__YOUR INSTRUCTIONS__:
Below are some records. Return exactly the lines from the one containing "for task in" through the one containing "pub async fn process_batch_once(&self)", both included, and only those.

__MATERIAL PROVIDED__:
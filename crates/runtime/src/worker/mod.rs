//! The cold-path worker: background consumption of the offload queue.
//!
//! A long-lived batch loop drains the queue at its own pace, processing jobs
//! concurrently up to the configured worker count, plus a periodic sleep
//! cycle. The loop honors a pause flag during LLM generation so ingestion
//! never competes with the retrieval path for embedding/LLM capacity.

pub mod ingestion;
pub mod sleep_cycle;

pub use ingestion::{contextual_wrapper, extractive_summary, IngestionPipeline, JobOutcome};
pub use sleep_cycle::SleepCycle;

use futures::StreamExt;
use parking_lot::Mutex;
use std::sync::atomic::{AtomicBool, AtomicU64, Ordering};
use std::sync::Arc;
use std::time::Duration;
use tokio::task::JoinHandle;
use tracing::{debug, info, warn};

use crate::config::ColdPathConfig;
use crate::queue::OffloadQueue;

const PAUSE_POLL: Duration = Duration::from_millis(100);
const EMPTY_QUEUE_SLEEP: Duration = Duration::from_millis(500);
const ERROR_BACKOFF: Duration = Duration::from_secs(1);

/// Snapshot of worker counters.
#[derive(Debug, Clone, PartialEq)]
pub struct WorkerStats {
    pub is_running: bool,
    pub is_paused: bool,
    pub processed: u64,
    pub failed: u64,
}

struct WorkerShared {
    queue: Arc<OffloadQueue>,
    pipeline: Arc<IngestionPipeline>,
    sleep_cycle: Arc<SleepCycle>,
    config: ColdPathConfig,
    running: AtomicBool,
    paused: AtomicBool,
    processed: AtomicU64,
    failed: AtomicU64,
}

pub struct ColdPathWorker {
    shared: Arc<WorkerShared>,
    tasks: Mutex<Vec<JoinHandle<()>>>,
}

impl ColdPathWorker {
    pub fn new(
        queue: Arc<OffloadQueue>,
        pipeline: Arc<IngestionPipeline>,
        sleep_cycle: Arc<SleepCycle>,
        config: ColdPathConfig,
    ) -> Self {
        info!(workers = config.workers, "cold path worker initialized");
        Self {
            shared: Arc::new(WorkerShared {
                queue,
                pipeline,
                sleep_cycle,
                config,
                running: AtomicBool::new(false),
                paused: AtomicBool::new(false),
                processed: AtomicU64::new(0),
                failed: AtomicU64::new(0),
            }),
            tasks: Mutex::new(Vec::new()),
        }
    }

    /// Spawn the worker loop and the sleep-cycle loop.
    pub fn start(&self) {
        if self.shared.running.swap(true, Ordering::SeqCst) {
            warn!("cold path worker already running");
            return;
        }

        let worker = Arc::clone(&self.shared);
        let sleeper = Arc::clone(&self.shared);
        let mut tasks = self.tasks.lock();
        tasks.push(tokio::spawn(async move { worker_loop(worker).await }));
        tasks.push(tokio::spawn(async move { sleep_cycle_loop(sleeper).await }));
        info!("cold path worker started");
    }

    /// Stop consuming and cancel the background tasks.
    pub async fn stop(&self) {
        if !self.shared.running.swap(false, Ordering::SeqCst) {
            return;
        }
        let tasks: Vec<JoinHandle<()>> = self.tasks.lock().drain(..).collect();
        for task in tasks {
            task.abort();
            let _ = task.await;
        }
        info!("cold path worker stopped");
    }

    /// Pause processing (held during LLM generation).
    pub fn pause(&self) {
        self.shared.paused.store(true, Ordering::SeqCst);
        debug!("cold path worker paused");
    }

    pub fn resume(&self) {
        self.shared.paused.store(false, Ordering::SeqCst);
        debug!("cold path worker resumed");
    }

    /// Drain and process a single batch inline. Returns how many jobs were
    /// taken; useful for tests and manual triggering.
    pub async fn process_batch_once(&self) -> usize {
        let batch = self.shared.queue.dequeue_batch(self.shared.config.batch_size);
        let count = batch.len();
        if count > 0 {
            process_batch(&self.shared, batch).await;
        }
        count
    }

    pub fn stats(&self) -> WorkerStats {
        WorkerStats {
            is_running: self.shared.running.load(Ordering::SeqCst),
            is_paused: self.shared.paused.load(Ordering::SeqCst),
            processed: self.shared.processed.load(Ordering::SeqCst),
            failed: self.shared.failed.load(Ordering::SeqCst),
        }
    }
}

async fn worker_loop(shared: Arc<WorkerShared>) {
    info!("cold path worker loop started");
    while shared.running.load(Ordering::SeqCst) {
        if shared.paused.load(Ordering::SeqCst) {
            tokio::time::sleep(PAUSE_POLL).await;
            continue;
        }

        let batch = shared.queue.dequeue_batch(shared.config.batch_size);
        if batch.is_empty() {
            tokio::time::sleep(EMPTY_QUEUE_SLEEP).await;
            continue;
        }

        info!(count = batch.len(), "processing offload batch");
        process_batch(&shared, batch).await;
    }
    info!("cold path worker loop exited");
}

/// Process a batch with bounded concurrency, counting outcomes.
async fn process_batch(shared: &Arc<WorkerShared>, batch: Vec<crate::types::OffloadJob>) {
    futures::stream::iter(batch)
        .for_each_concurrent(shared.config.workers, |job| {
            let shared = Arc::clone(shared);
            async move {
                match shared.pipeline.process_job(&job).await {
                    Ok(outcome) if outcome.success => {
                        shared.processed.fetch_add(1, Ordering::Relaxed);
                    }
                    Ok(_) => {
                        shared.failed.fetch_add(1, Ordering::Relaxed);
                    }
                    Err(e) => {
                        warn!(job_id = %job.job_id, error = %e, "offload job failed");
                        shared.failed.fetch_add(1, Ordering::Relaxed);
                        tokio::time::sleep(ERROR_BACKOFF).await;
                    }
                }
            }
        })
        .await;

    debug!(
        processed = shared.processed.load(Ordering::Relaxed),
        failed = shared.failed.load(Ordering::Relaxed),
        "batch complete"
    );
}

async fn sleep_cycle_loop(shared: Arc<WorkerShared>) {
    info!("sleep cycle loop started");
    let interval = Duration::from_secs(shared.config.sleep_cycle_interval_secs);
    while shared.running.load(Ordering::SeqCst) {
        tokio::time::sleep(interval).await;
        if !shared.running.load(Ordering::SeqCst) {
            break;
        }
        if shared.paused.load(Ordering::SeqCst) {
            continue;
        }
        match shared.sleep_cycle.run_once().await {
            Ok(0) => {}
            Ok(created) => info!(created, "sleep cycle consolidated macro events"),
            // Back off one full interval by falling through to the sleep
            Err(e) => warn!(error = %e, "sleep cycle pass failed"),
        }
    }
    info!("sleep cycle loop exited");
}

#[cfg(test)]
mod tests {
    use super::*;
    use crate::embedding::HashEmbeddingService;
    use crate::extractor::Extractor;
    use crate::inference::{InferenceOptions, InferenceProvider};
    use crate::stores::memory::{MemoryGraphStore, MemoryKvStore, MemoryVectorIndex};
    use crate::stores::KvStore;
    use crate::types::{JobMetadata, MemoryError, Message, OffloadJob};
    use async_trait::async_trait;

    struct EmptyExtractionProvider;

    #[async_trait]
    impl InferenceProvider for EmptyExtractionProvider {
        async fn generate(
            &self,
            _messages: &[Message],
            _options: &InferenceOptions,
        ) -> Result<String, MemoryError> {
            Ok(r#"{"entities": [], "events": []}"#.to_string())
        }
    }

    fn build_worker() -> (ColdPathWorker, Arc<OffloadQueue>, Arc<MemoryKvStore>) {
        let queue = Arc::new(OffloadQueue::new(100));
        let kv = Arc::new(MemoryKvStore::new());
        let vectors = Arc::new(MemoryVectorIndex::new());
        let graph = Arc::new(MemoryGraphStore::new());
        let extractor = Arc::new(Extractor::new(Arc::new(EmptyExtractionProvider), 100));
        let embedder = Arc::new(HashEmbeddingService::new(32));

        let pipeline = Arc::new(IngestionPipeline::new(
            extractor.clone(),
            embedder.clone(),
            kv.clone(),
            vectors.clone(),
            graph.clone(),
        ));
        let sleep_cycle = Arc::new(SleepCycle::new(
            extractor,
            embedder,
            vectors,
            graph,
            ColdPathConfig::default(),
        ));
        (
            ColdPathWorker::new(queue.clone(), pipeline, sleep_cycle, ColdPathConfig::default()),
            queue,
            kv,
        )
    }

    #[tokio::test]
    async fn batch_processing_counts_successes() {
        let (worker, queue, kv) = build_worker();
        for i in 0..2 {
            queue.enqueue(OffloadJob::create(
                format!("user: message {i}"),
                10,
                1,
                JobMetadata::default(),
            ));
        }

        let taken = worker.process_batch_once().await;
        assert_eq!(taken, 2);
        let stats = worker.stats();
        assert_eq!(stats.processed, 2);
        assert_eq!(stats.failed, 0);
        assert_eq!(kv.chunk_count().await.unwrap(), 2);
    }

    #[tokio::test]
    async fn start_stop_is_idempotent() {
        let (worker, queue, _kv) = build_worker();
        worker.start();
        worker.start(); // second call is a no-op
        assert!(worker.stats().is_running);

        queue.enqueue(OffloadJob::create(
            "user: drain me".to_string(),
            5,
            1,
            JobMetadata::default(),
        ));
        // Give the loop a moment to drain
        tokio::time::sleep(Duration::from_millis(200)).await;

        worker.stop().await;
        worker.stop().await;
        assert!(!worker.stats().is_running);
        assert!(queue.is_empty());
    }

    #[tokio::test]
    async fn paused_worker_leaves_queue_alone() {
        let (worker, queue, _kv) = build_worker();
        worker.pause();
        worker.start();

        queue.enqueue(OffloadJob::create(
            "user: wait for me".to_string(),
            5,
            1,
            JobMetadata::default(),
        ));
        tokio::time::sleep(Duration::from_millis(300)).await;
        assert_eq!(queue.len(), 1, "paused worker must not consume");

        worker.resume();
        tokio::time::sleep(Duration::from_millis(300)).await;
        assert!(queue.is_empty(), "resumed worker drains the queue");

        worker.stop().await;
    }
}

__TASK RESPONSE__:
        for task in tasks {
            task.abort();
            let _ = task.await;
        }
        info!("cold path worker stopped");
    }

    /// Pause processing (held during LLM generation).
    pub fn pause(&self) {
        self.shared.paused.store(true, Ordering::SeqCst);
        debug!("cold path worker paused");
    }

    pub fn resume(&self) {
        self.shared.paused.store(false, Ordering::SeqCst);
        debug!("cold path worker resumed");
    }

    /// Drain and process a single batch inline. Returns how many jobs were
    /// taken; useful for tests and manual triggering.
    pub async fn process_batch_once(&self) -> usize {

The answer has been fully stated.